Samen zijn we thuis beklemtoont net het gevoel van geborgenheid dat een echte thuis biedt, onafhankelijk van het huis waar je woont. De hoofdfiguur in dit boek is dan ook niet op de vlucht, maar verhuist met haar gezin naar een nieuwe woonst. Het boek begint met een opsomming van wat thuis is: ‘een raam, een voordeur, een kleedje in de gang …’ en verder de knuffel van je mama, de gezelligheid aan tafel (versterkt door de illustratie van een tafel over een dubbele pagina), samen afwassen en ‘scherven vegen’. En er is ook ‘je eenpersoonsbed voor twee’, een regel die de lezer uitnodigt om goed naar de prent te kijken, waar je een hond op het voeteneinde ziet liggen. Jawel, ‘thuis vind je met je ogen dicht de weg’. Die zekerheid valt weg wanneer het gezin verhuist, mooi verbeeld in een lege hal vol dozen.
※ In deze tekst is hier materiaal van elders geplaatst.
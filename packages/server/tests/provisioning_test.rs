//! Provisioning scenarios against a real Postgres container and a
//! [`MockNca`](server_core::kernel::nca_mock::MockNca).

mod common;

use common::TestHarness;
use server_core::domains::jobs::{Allocation, ComputeNode, Job, JobError, JobStatus, SecurityGroup};
use server_core::kernel::nca_mock::NcaErrorKindPublic;

#[tokio::test]
async fn provisions_a_job_with_two_nodes() {
    let harness = TestHarness::new().await;
    harness.seed_node("n1", "SN1", "eth0").await;
    harness.seed_node("n2", "SN2", "eth0").await;

    let (job, created) = harness
        .kernel
        .job_service
        .provision("42", "training-run", &["n1".to_string(), "n2".to_string()], 1)
        .await
        .expect("provision should succeed");

    assert!(created);
    assert_eq!(job.status, JobStatus::Active);
    assert_eq!(job.contract_name, "hpc-42");
    assert!(job.security_group_id.is_some());

    let group = SecurityGroup::find_by_id(job.security_group_id.unwrap(), &harness.db)
        .await
        .unwrap()
        .expect("security group persisted");
    let group_id: u32 = group.controller_group_id.unwrap().parse().unwrap();
    assert!((16..=65535).contains(&group_id));

    let nodes = ComputeNode::resolve_and_lock(&["n1".to_string(), "n2".to_string()], &harness.db)
        .await
        .unwrap();
    assert_eq!(nodes.len(), 2);
    let node_ids: Vec<_> = nodes.iter().map(|n| n.id).collect();
    let holders = Allocation::find_holders(&node_ids, "nonexistent", &harness.db)
        .await
        .unwrap();
    assert_eq!(holders.len(), 2, "both nodes should be allocated to job 42");
}

#[tokio::test]
async fn replaying_an_identical_provision_is_a_no_op() {
    let harness = TestHarness::new().await;
    harness.seed_node("n1", "SN1", "eth0").await;

    let (_job, created) = harness
        .kernel
        .job_service
        .provision("42", "training-run", &["n1".to_string()], 1)
        .await
        .unwrap();
    assert!(created);

    let deploys_before = harness.nca.config_deploy_count("fab1");

    let (job_again, created_again) = harness
        .kernel
        .job_service
        .provision("42", "training-run", &["n1".to_string()], 1)
        .await
        .unwrap();

    assert!(!created_again);
    assert_eq!(job_again.status, JobStatus::Active);
    assert_eq!(harness.nca.config_deploy_count("fab1"), deploys_before);
}

#[tokio::test]
async fn provisioning_a_busy_node_is_rejected() {
    let harness = TestHarness::new().await;
    harness.seed_node("n1", "SN1", "eth0").await;
    harness.seed_node("n3", "SN3", "eth0").await;

    harness
        .kernel
        .job_service
        .provision("holder", "first", &["n1".to_string()], 1)
        .await
        .unwrap();

    let result = harness
        .kernel
        .job_service
        .provision("challenger", "second", &["n1".to_string(), "n3".to_string()], 1)
        .await;

    match result {
        Err(JobError::AllocationConflict(message)) => {
            assert!(message.contains("n1"));
            assert!(message.contains("holder"));
        }
        other => panic!("expected AllocationConflict, got {other:?}"),
    }

    assert!(Job::find_by_job_id("challenger", &harness.db)
        .await
        .unwrap()
        .is_none());

    let n3 = &ComputeNode::resolve_and_lock(&["n3".to_string()], &harness.db)
        .await
        .unwrap()[0];
    let holders = Allocation::find_holders(&[n3.id], "nobody", &harness.db)
        .await
        .unwrap();
    assert!(holders.is_empty(), "n3 must not have been allocated");
}

#[tokio::test]
async fn failed_attach_leaves_the_job_failed_with_no_local_group() {
    let harness = TestHarness::new().await;
    harness.seed_node("n1", "SN1", "eth0").await;
    harness
        .nca
        .fail_next("attach_ports_to_network", NcaErrorKindPublic::Other);

    let result = harness
        .kernel
        .job_service
        .provision("99", "broken-run", &["n1".to_string()], 1)
        .await;

    assert!(matches!(result, Err(JobError::NcaFailure(_))));

    let job = Job::find_by_job_id("99", &harness.db)
        .await
        .unwrap()
        .expect("job row still exists");
    assert_eq!(job.status, JobStatus::Failed);
    assert!(job.error_message.is_some());
    assert!(job.security_group_id.is_none());

    let n1 = &ComputeNode::resolve_and_lock(&["n1".to_string()], &harness.db)
        .await
        .unwrap()[0];
    let holders = Allocation::find_holders(&[n1.id], "nobody", &harness.db)
        .await
        .unwrap();
    assert!(holders.is_empty(), "allocation must be released on failure");
}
Maar al meteen wordt in de illustratie van het verhuizende gezin in de auto de klemtoon gelegd op gezelligheid. En bij hun nieuwe huis is daar de buurman die hen vriendelijk begroet. De slotprent herneemt het beeld uit de oorspronkelijke titel ‘Home is a window’, gehuld in een warme, oranje gloed. In het hele boek speelt de illustrator met kleuren om wisselende stemmingen weer te geven. Daarbij straalt ook het duister meestal warmte uit. Die kleurenrijkdom steekt overigens ook in de diversiteit van de personages, met ouders met een verschillende huidskleur.
Samen zijn we thuis is een prentenboek dat praten over verhuizen extra kleur en warmte kan geven.